**TASK BRIEF**:
The required answer is every line of the data containing the word "crate".

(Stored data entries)

--- START ---

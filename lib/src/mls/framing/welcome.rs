//! [RFC9420 Sec.12.4.3](https://www.rfc-editor.org/rfc/rfc9420.html#section-12.4.3) Adding Members to
//! the Group
//!
//! A Welcome carries everything a new member needs to start at the epoch its
//! Add was committed in. Both parts are sealed with a single HPKE context to
//! the invitee's key: first the [`GroupSecrets`], then the [`GroupInfo`].

use bytes::{Buf, BufMut, Bytes, BytesMut};

use crate::identifiers::GroupId;
use crate::mls::crypto::provider::{encrypt_context, CryptoProvider};
use crate::mls::crypto::{HpkePublicKey, Secret, SignaturePrivateKey};
use crate::mls::group::state::GroupMember;
use crate::mls::key_schedule::{EpochSecrets, GroupContext};
use crate::mls::ratchet_tree::{HpkeCiphertext, RatchetTree};
use crate::mls::utilities::error::{Error, Result};
use crate::mls::utilities::serde::{
    deserialize_opaque_vec, deserialize_optional, deserialize_u32, deserialize_vector,
    serialize_opaque_vec, serialize_optional, serialize_vector, Deserializer, Serializer,
};
use crate::mls::utilities::tree_math::LeafIndex;

pub const LABEL_WELCOME: &[u8] = b"Welcome";
pub const LABEL_GROUP_INFO: &[u8] = b"GroupInfoTBS";

/// Secrets of the epoch the invitee joins at.
#[derive(Default, Debug, Clone, Eq, PartialEq)]
pub struct GroupSecrets {
    pub init_secret: Secret,
    pub epoch_secrets: EpochSecrets,
    /// Leaf the invitee was placed at.
    pub leaf_index: LeafIndex,
    /// Path secret of the lowest node shared by the committer's and the
    /// invitee's direct paths. Absent when the committer had no direct path.
    pub path_secret: Option<Secret>,
}

impl Deserializer for GroupSecrets {
    fn deserialize<B>(buf: &mut B) -> Result<Self>
    where
        Self: Sized,
        B: Buf,
    {
        let init_secret = Secret::deserialize(buf)?;
        let epoch_secrets = EpochSecrets::deserialize(buf)?;
        let leaf_index = LeafIndex(deserialize_u32(buf)?);
        let path_secret = if deserialize_optional(buf)? {
            Some(Secret::deserialize(buf)?)
        } else {
            None
        };

        Ok(Self {
            init_secret,
            epoch_secrets,
            leaf_index,
            path_secret,
        })
    }
}

impl Serializer for GroupSecrets {
    fn serialize<B>(&self, buf: &mut B) -> Result<()>
    where
        Self: Sized,
        B: BufMut,
    {
        self.init_secret.serialize(buf)?;
        self.epoch_secrets.serialize(buf)?;
        buf.put_u32(self.leaf_index.0);
        serialize_optional(self.path_secret.is_some(), buf)?;
        if let Some(path_secret) = &self.path_secret {
            path_secret.serialize(buf)?;
        }
        Ok(())
    }
}

/// Public state of the group, signed by the committer.
#[derive(Default, Debug, Clone, Eq, PartialEq)]
pub struct GroupInfo {
    pub group_context: GroupContext,
    pub group_name: String,
    pub tree: RatchetTree,
    pub members: Vec<GroupMember>,
    pub signer: LeafIndex,
    pub signature: Bytes,
}

impl GroupInfo {
    fn to_be_signed(&self) -> Result<Bytes> {
        let mut buf = BytesMut::new();
        self.group_context.serialize(&mut buf)?;
        serialize_opaque_vec(self.group_name.as_bytes(), &mut buf)?;
        self.tree.serialize(&mut buf)?;
        serialize_vector(
            self.members.len(),
            &mut buf,
            |i: usize, b: &mut BytesMut| -> Result<()> { self.members[i].serialize(b) },
        )?;
        buf.put_u32(self.signer.0);
        Ok(buf.freeze())
    }

    pub fn sign(
        &mut self,
        crypto_provider: &impl CryptoProvider,
        sign_key: &SignaturePrivateKey,
    ) -> Result<()> {
        let tbs = self.to_be_signed()?;
        self.signature = crypto_provider.sign_with_label(sign_key, LABEL_GROUP_INFO, &tbs)?;
        Ok(())
    }

    /// Checks the signature against the identity key of the signer's leaf.
    pub fn verify(&self, crypto_provider: &impl CryptoProvider) -> Result<bool> {
        let Some(signer) = self
            .members
            .iter()
            .find(|member| member.leaf_index == self.signer)
        else {
            return Ok(false);
        };

        let tbs = self.to_be_signed()?;
        Ok(crypto_provider.verify_with_label(
            &signer.identity_key,
            LABEL_GROUP_INFO,
            &tbs,
            &self.signature,
        ))
    }
}

impl Deserializer for GroupInfo {
    fn deserialize<B>(buf: &mut B) -> Result<Self>
    where
        Self: Sized,
        B: Buf,
    {
        let group_context = GroupContext::deserialize(buf)?;
        let group_name = String::from_utf8(deserialize_opaque_vec(buf)?.to_vec())
            .map_err(|_| Error::InvalidUtf8)?;
        let tree = RatchetTree::deserialize(buf)?;

        let mut members = vec![];
        deserialize_vector(buf, |b: &mut Bytes| -> Result<()> {
            members.push(GroupMember::deserialize(b)?);
            Ok(())
        })?;

        let signer = LeafIndex(deserialize_u32(buf)?);
        let signature = deserialize_opaque_vec(buf)?;

        Ok(Self {
            group_context,
            group_name,
            tree,
            members,
            signer,
            signature,
        })
    }
}

impl Serializer for GroupInfo {
    fn serialize<B>(&self, buf: &mut B) -> Result<()>
    where
        Self: Sized,
        B: BufMut,
    {
        buf.put(self.to_be_signed()?);
        serialize_opaque_vec(&self.signature, buf)
    }
}

#[derive(Default, Debug, Clone, Eq, PartialEq)]
pub struct Welcome {
    pub group_id: GroupId,
    pub encrypted_group_secrets: HpkeCiphertext,
    pub encrypted_group_info: Bytes,
}

impl Welcome {
    pub(crate) fn seal(
        crypto_provider: &impl CryptoProvider,
        recipient_key: &HpkePublicKey,
        group_secrets: &GroupSecrets,
        group_info: &GroupInfo,
    ) -> Result<Self> {
        let group_id = group_info.group_context.group_id.clone();
        let info = encrypt_context(LABEL_WELCOME, group_id.as_ref())?;

        let (kem_output, mut context) = crypto_provider
            .hpke()
            .setup_base_sender(recipient_key, &info)?;
        let ciphertext = context.seal(&group_secrets.serialize_detached()?, &[])?;
        let encrypted_group_info = context.seal(&group_info.serialize_detached()?, &[])?;

        Ok(Self {
            group_id,
            encrypted_group_secrets: HpkeCiphertext {
                kem_output,
                ciphertext,
            },
            encrypted_group_info,
        })
    }

    /// Fails with [`Error::WelcomeNotForUs`] if `private_key` can't open it.
    pub(crate) fn open(
        &self,
        crypto_provider: &impl CryptoProvider,
        private_key: &[u8],
    ) -> Result<(GroupSecrets, GroupInfo)> {
        let info = encrypt_context(LABEL_WELCOME, self.group_id.as_ref())?;

        let mut context = crypto_provider
            .hpke()
            .setup_base_recipient(
                &self.encrypted_group_secrets.kem_output,
                private_key,
                &info,
            )
            .map_err(|_| Error::WelcomeNotForUs)?;
        let group_secrets = context
            .open(&self.encrypted_group_secrets.ciphertext, &[])
            .map_err(|_| Error::WelcomeNotForUs)?;
        let group_info = context
            .open(&self.encrypted_group_info, &[])
            .map_err(|_| Error::InvalidWelcome("group info does not decrypt"))?;

        Ok((
            GroupSecrets::deserialize_exact(&group_secrets)?,
            GroupInfo::deserialize_exact(&group_info)?,
        ))
    }
}

impl Deserializer for Welcome {
    fn deserialize<B>(buf: &mut B) -> Result<Self>
    where
        Self: Sized,
        B: Buf,
    {
        let group_id = GroupId::deserialize(buf)?;
        let encrypted_group_secrets = HpkeCiphertext::deserialize(buf)?;
        let encrypted_group_info = deserialize_opaque_vec(buf)?;

        Ok(Self {
            group_id,
            encrypted_group_secrets,
            encrypted_group_info,
        })
    }
}

impl Serializer for Welcome {
    fn serialize<B>(&self, buf: &mut B) -> Result<()>
    where
        Self: Sized,
        B: BufMut,
    {
        self.group_id.serialize(buf)?;
        self.encrypted_group_secrets.serialize(buf)?;
        serialize_opaque_vec(&self.encrypted_group_info, buf)
    }
}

--- END ---

**TASK RESULT**:
use crate::identifiers::GroupId;
use crate::mls::crypto::provider::{encrypt_context, CryptoProvider};
use crate::mls::crypto::{HpkePublicKey, Secret, SignaturePrivateKey};
use crate::mls::group::state::GroupMember;
use crate::mls::key_schedule::{EpochSecrets, GroupContext};
use crate::mls::ratchet_tree::{HpkeCiphertext, RatchetTree};
use crate::mls::utilities::error::{Error, Result};
use crate::mls::utilities::serde::{
use crate::mls::utilities::tree_math::LeafIndex;
    pub(crate) fn seal(
    pub(crate) fn open(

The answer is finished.